This Friday, the Junior Chamber of Advocates (JCA) held an important seminar related to a great topical issue, which is often spoken about on campus but never discussed in a public forum. However, JCA took initiative and organized ‘Maltese vs English: Legal Inquisition’, a seminar with the purpose of discussing the language dilemma between Maltese and English evident in the country’s legal sphere. Panel members for this seminar included Dr Joseph Izzo Clarke, Dr Charlene Gauci, Dr David Zammit and Dr. Michael Spagnol.
The starting point of this seminar was the discussion of a recent survey, also carried out by the JCA team, consisting of questions in relation to the Maltese and English within the legal profession and course in Malta. This survey included a total of 66 participants, all of whom are students enrolled in law course. The topic of interest of the survey was the fact that, currently, English is the expected language to be used by lectures, as demanded by the University of Malta, yet, however, the practice in Court is the use of Maltese.
The most crucial results which this survey produced were three. Firstly, that the majority of students were in agreement that litigating in Maltese is harder than in English. Secondly, as a result, a majority agree that both Maltese and English should be used in law lectures. Lastly, a substantial majority of students believe Maltese law terms in practice are difficult to use in practice since they are studied in English.

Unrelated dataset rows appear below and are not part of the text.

use crate::prelude::*;

use crate::base::record::BlobRef;
use crate::blobs::{BlobStore, check_key};
use crate::settings::S3BlobSpec;
use aws_sdk_s3::error::DisplayErrorContext;
use aws_sdk_s3::primitives::ByteStream;

const S3_SCHEME: &str = "s3://";

/// Stores blobs in an S3 bucket, or any S3-compatible service when an
/// endpoint is configured.
pub struct S3BlobStore {
    client: aws_sdk_s3::Client,
    bucket: String,
    prefix: Option<String>,
}

impl S3BlobStore {
    pub fn new(client: aws_sdk_s3::Client, bucket: String, prefix: Option<String>) -> Self {
        let prefix = prefix
            .map(|p| p.trim_matches('/').to_string())
            .filter(|p| !p.is_empty());
        Self {
            client,
            bucket,
            prefix,
        }
    }

    /// Build a client from the ambient AWS configuration plus `spec`.
    pub async fn connect(spec: &S3BlobSpec) -> Result<Self> {
        let mut loader = aws_config::defaults(aws_config::BehaviorVersion::latest());
        if let Some(region) = &spec.region {
            loader = loader.region(aws_config::Region::new(region.clone()));
        }
        let sdk_config = loader.load().await;
        let mut builder = aws_sdk_s3::config::Builder::from(&sdk_config);
        if let Some(endpoint) = &spec.endpoint {
            builder = builder.endpoint_url(endpoint).force_path_style(true);
        }
        let client = aws_sdk_s3::Client::from_conf(builder.build());
        info!(bucket = %spec.bucket, endpoint = ?spec.endpoint, "s3 blob store configured");
        Ok(Self::new(client, spec.bucket.clone(), spec.prefix.clone()))
    }

    fn object_key(&self, key: &str) -> String {
        match &self.prefix {
            Some(prefix) => format!("{prefix}/{key}"),
            None => key.to_string(),
        }
    }

    fn blob_ref(&self, object_key: &str) -> BlobRef {
        BlobRef(format!("{S3_SCHEME}{}/{object_key}", self.bucket))
    }

    fn parse_ref<'a>(&self, blob_ref: &'a BlobRef) -> Result<&'a str> {
        let (bucket, object_key) = blob_ref
            .as_str()
            .strip_prefix(S3_SCHEME)
            .and_then(|rest| rest.split_once('/'))
            .ok_or_else(|| Error::blob(format!("not an s3 blob reference: {blob_ref}")))?;
        if bucket != self.bucket {
            return Err(Error::blob(format!(
                "blob reference points at bucket `{bucket}`, store uses `{}`",
                self.bucket
            )));
        }
        Ok(object_key)
    }
}

#[async_trait]
impl BlobStore for S3BlobStore {
    async fn put(&self, key: &str, data: Bytes, content_type: Option<&str>) -> Result<BlobRef> {
        check_key(key)?;
        let object_key = self.object_key(key);
        let size = data.len();
        self.client
            .put_object()
            .bucket(&self.bucket)
            .key(&object_key)
            .body(ByteStream::from(data))
            .set_content_type(content_type.map(str::to_owned))
            .send()
            .await
            .map_err(|e| Error::blob(DisplayErrorContext(e).to_string()))?;
        debug!(bucket = %self.bucket, key = %object_key, size, "blob uploaded");
        Ok(self.blob_ref(&object_key))
    }

    async fn get(&self, blob_ref: &BlobRef) -> Result<Bytes> {
        let object_key = self.parse_ref(blob_ref)?;
        let output = self
            .client
            .get_object()
            .bucket(&self.bucket)
            .key(object_key)
            .send()
            .await
            .map_err(|e| Error::blob(DisplayErrorContext(e).to_string()))?;
        let data = output.body.collect().await.map_err(Error::blob)?;
        Ok(data.into_bytes())
    }
}
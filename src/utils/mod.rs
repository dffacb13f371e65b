pub mod keys;
pub mod slow_warn;
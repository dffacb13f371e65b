#![allow(unused_imports)]

pub use crate::error::{BoxError, Error, Result};
pub use crate::{input_bail, record_bail};
pub use async_trait::async_trait;
pub use bytes::Bytes;
pub use chrono::{DateTime, Utc};
pub use serde::{Deserialize, Serialize};
pub use std::sync::{Arc, Mutex};
pub use std::time::Duration;

pub use tracing::{debug, error, info, instrument, trace, warn};
//! Client side of Taskboard: typed wrappers around the task API and the
//! state a user interface keeps between requests.
pub mod api;
pub mod board;
pub mod cache;
pub mod config;
pub mod debounce;

pub use api::{ClientError, HttpTaskApi, TaskApi};
pub use board::{Confirmation, ListView, Notice, NoticeKind, TaskBoard};
pub use cache::{CacheKey, TaskCache};
pub use config::ClientConfig;
pub use debounce::SearchDebouncer;
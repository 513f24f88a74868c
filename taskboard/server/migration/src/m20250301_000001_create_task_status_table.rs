use sea_orm_migration::prelude::*;
use sea_orm_migration::schema::*;

#[derive(DeriveMigrationName)]
pub struct Migration;

const STATUSES: [(i32, &str); 3] = [(1, "to-do"), (2, "on-hold"), (3, "completed")];

#[async_trait::async_trait]
impl MigrationTrait for Migration {
    async fn up(&self, manager: &SchemaManager) -> Result<(), DbErr> {
        manager
            .create_table(
                Table::create()
                    .table(TaskStatus::Table)
                    .if_not_exists()
                    .col(integer(TaskStatus::Id).primary_key())
                    .col(string_len_uniq(TaskStatus::StatusName, 50))
                    .to_owned(),
            )
            .await?;

        let mut insert = Query::insert();
        insert
            .into_table(TaskStatus::Table)
            .columns([TaskStatus::Id, TaskStatus::StatusName]);
        for (id, name) in STATUSES {
            insert.values_panic([id.into(), name.into()]);
        }
        manager.exec_stmt(insert).await
    }

    async fn down(&self, manager: &SchemaManager) -> Result<(), DbErr> {
        manager
            .drop_table(Table::drop().table(TaskStatus::Table).to_owned())
            .await
    }
}

#[derive(DeriveIden)]
pub enum TaskStatus {
    Table,
    Id,
    StatusName,
}
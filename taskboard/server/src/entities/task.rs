use sea_orm::entity::prelude::*;

#[derive(Clone, Debug, PartialEq, Eq, DeriveEntityModel)]
#[sea_orm(table_name = "task")]
pub struct Model {
    #[sea_orm(primary_key)]
    pub id: i32,
    pub title: String,
    #[sea_orm(column_type = "Text", nullable)]
    pub description: Option<String>,
    pub status_id: i32,
    pub created_at: DateTimeWithTimeZone,
    pub updated_at: DateTimeWithTimeZone,
}

#[derive(Copy, Clone, Debug, EnumIter, DeriveRelation)]
pub enum Relation {
    #[sea_orm(
        belongs_to = "super::task_status::Entity",
        from = "Column::StatusId",
        to = "super::task_status::Column::Id",
        on_update = "NoAction",
        on_delete = "Restrict"
    )]
    TaskStatus,
}

impl Related<super::task_status::Entity> for Entity {
    fn to() -> RelationDef {
        Relation::TaskStatus.def()
    }
}

impl ActiveModelBehavior for ActiveModel {}
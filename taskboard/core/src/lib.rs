//! Core domain types shared by the Taskboard server and client.
pub mod status;

#[cfg(feature = "serde")]
pub mod api;

pub use status::{StatusError, TaskAction, TaskStatus};
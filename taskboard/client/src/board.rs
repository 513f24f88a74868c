use taskboard_core::TaskStatus;
use taskboard_core::api::{CreateTaskRequest, TaskJson, UpdateTaskRequest};

use crate::api::{ClientError, TaskApi};
use crate::cache::{CacheKey, TaskCache};

pub const NO_TASKS_MESSAGE: &str = "No tasks found";

/// What the task list should currently display.
#[derive(Debug, PartialEq)]
pub enum ListView<'a> {
    /// Nothing cached yet for the current search; show a placeholder.
    Loading,
    /// The search matched nothing.
    Empty(&'static str),
    Tasks(&'a [TaskJson]),
}

/// A destructive action waiting for the user to confirm it.
#[derive(Debug, Clone, PartialEq)]
pub enum Confirmation {
    Edit { id: u32, request: UpdateTaskRequest },
    Delete { id: u32 },
}

#[derive(Debug, Clone, Copy, PartialEq, Eq)]
pub enum NoticeKind {
    Success,
    Error,
}

/// A transient message shown to the user after an action.
#[derive(Debug, Clone, PartialEq, Eq)]
pub struct Notice {
    pub kind: NoticeKind,
    pub message: String,
}

impl Notice {
    fn success(message: impl Into<String>) -> Self {
        Self {
            kind: NoticeKind::Success,
            message: message.into(),
        }
    }

    fn error(message: impl Into<String>) -> Self {
        Self {
            kind: NoticeKind::Error,
            message: message.into(),
        }
    }
}

/// Client state for the task list screen.
///
/// Lists are served from a [`TaskCache`] keyed by search term. A successful
/// mutation invalidates every cached list and re-fetches the current one; a
/// failed request leaves the cache untouched and records an error notice.
pub struct TaskBoard<A: TaskApi> {
    api: A,
    search: String,
    cache: TaskCache,
    pending: Option<Confirmation>,
    notices: Vec<Notice>,
}

impl<A: TaskApi> TaskBoard<A> {
    pub fn new(api: A) -> Self {
        Self {
            api,
            search: String::new(),
            cache: TaskCache::new(),
            pending: None,
            notices: Vec::new(),
        }
    }

    pub fn search(&self) -> &str {
        &self.search
    }

    /// Returns the list state for the current search term.
    pub fn view(&self) -> ListView<'_> {
        match self.cache.get(&CacheKey::task_list(self.search.as_str())) {
            None => ListView::Loading,
            Some([]) => ListView::Empty(NO_TASKS_MESSAGE),
            Some(tasks) => ListView::Tasks(tasks),
        }
    }

    /// Fetches the current list unless it is already cached.
    #[tracing::instrument(skip(self), fields(search = %self.search))]
    pub async fn refresh(&mut self) {
        let key = CacheKey::task_list(self.search.as_str());
        if self.cache.get(&key).is_some() {
            return;
        }
        match self.api.list_tasks(&self.search).await {
            Ok(tasks) => self.cache.insert(key, tasks),
            Err(err) => self.report_failure("Failed to load tasks", err),
        }
    }

    /// Switches to a new (debounced) search term and loads its results.
    pub async fn apply_search(&mut self, term: impl Into<String>) {
        self.search = term.into();
        self.refresh().await;
    }

    pub async fn add_task(&mut self, title: impl Into<String>, description: Option<String>) {
        let request = CreateTaskRequest {
            title: title.into(),
            description,
        };
        let result = self
            .api
            .create_task(&request)
            .await
            .map(|task| format!("Task '{}' created", task.title));
        self.finish_mutation("Failed to create task", result).await;
    }

    pub async fn complete(&mut self, id: u32) {
        let result = self.api.mark_done(id).await.map(|body| body.message);
        self.finish_mutation("Failed to complete task", result).await;
    }

    pub async fn hold(&mut self, id: u32) {
        self.change_status(id, TaskStatus::OnHold).await;
    }

    pub async fn unhold(&mut self, id: u32) {
        self.change_status(id, TaskStatus::ToDo).await;
    }

    /// Asks for confirmation before saving new title and description.
    pub fn request_edit(&mut self, id: u32, title: impl Into<String>, description: Option<String>) {
        self.pending = Some(Confirmation::Edit {
            id,
            request: UpdateTaskRequest {
                title: title.into(),
                description,
            },
        });
    }

    /// Asks for confirmation before deleting.
    pub fn request_delete(&mut self, id: u32) {
        self.pending = Some(Confirmation::Delete { id });
    }

    pub fn pending_confirmation(&self) -> Option<&Confirmation> {
        self.pending.as_ref()
    }

    /// Runs the pending action. Does nothing when none is pending.
    pub async fn confirm(&mut self) {
        match self.pending.take() {
            Some(Confirmation::Edit { id, request }) => {
                let result = self
                    .api
                    .update_task(id, &request)
                    .await
                    .map(|body| body.message);
                self.finish_mutation("Failed to update task", result).await;
            }
            Some(Confirmation::Delete { id }) => {
                let result = self.api.delete_task(id).await.map(|body| body.message);
                self.finish_mutation("Failed to delete task", result).await;
            }
            None => {}
        }
    }

    pub fn cancel(&mut self) {
        self.pending = None;
    }

    /// Drains the notices raised since the last call.
    pub fn take_notices(&mut self) -> Vec<Notice> {
        std::mem::take(&mut self.notices)
    }

    async fn change_status(&mut self, id: u32, status: TaskStatus) {
        let result = self
            .api
            .update_status(id, status)
            .await
            .map(|body| body.message);
        self.finish_mutation("Failed to change task status", result).await;
    }

    async fn finish_mutation(&mut self, context: &str, result: Result<String, ClientError>) {
        match result {
            Ok(message) => {
                self.cache.invalidate_mutation();
                self.notices.push(Notice::success(message));
                self.refresh().await;
            }
            Err(err) => self.report_failure(context, err),
        }
    }

    fn report_failure(&mut self, context: &str, err: ClientError) {
        tracing::warn!("{}: {}", context, err);
        self.notices.push(Notice::error(format!("{}: {}", context, err)));
    }
}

These results should be food for thought, and were certainly digested during the seminar as all the panel members presented valuable observations and opinions based on the results. What was observed was the fact that there should not be a ‘legal inquisition’ between the two languages, but instead to embrace both languages. It was noted by one of the panel-members that, evidently, only English is used in all areas of the law course, newly-graduated students find it hard to use ‘Malti Legali’ in court. Due to this issue, as well as the fact that lawyers may encounter clients speaking both of the languages, the majority of the panel-members agreed that the different languages should be used correctly to derive all available benefits.
What was also agreed upon was that, in order to establish regular and correct use of both languages in the legal sphere, certain standards should be set. For instance, a need for juridical Maltese should be developed which, whilst still remaining of certain quality, becomes understandable and accessible even to the ordinary citizen. Similarly, increased exposition to the Maltese legal terms can also be made during the initial years of the law course through the formulation of new study-units. The reasoning behind this is that the University of Malta has the role of preparing students for the working world and according to the needs of the Maltese society.
Thus, what may be concluded from this seminar is that Maltese should not be pushed away during the law-course. In order to be better prepared for the legal profession, law students should be properly exposed to a fair balance of both English and Maltese.
The Junior Chamber of Advocates is a sub-committee of the Chamber of Advocates with the objective of bridging the gap between law students and the legal profession. The JCA has also been recently Senate-recognised with the aim of continuing to further its mission statement.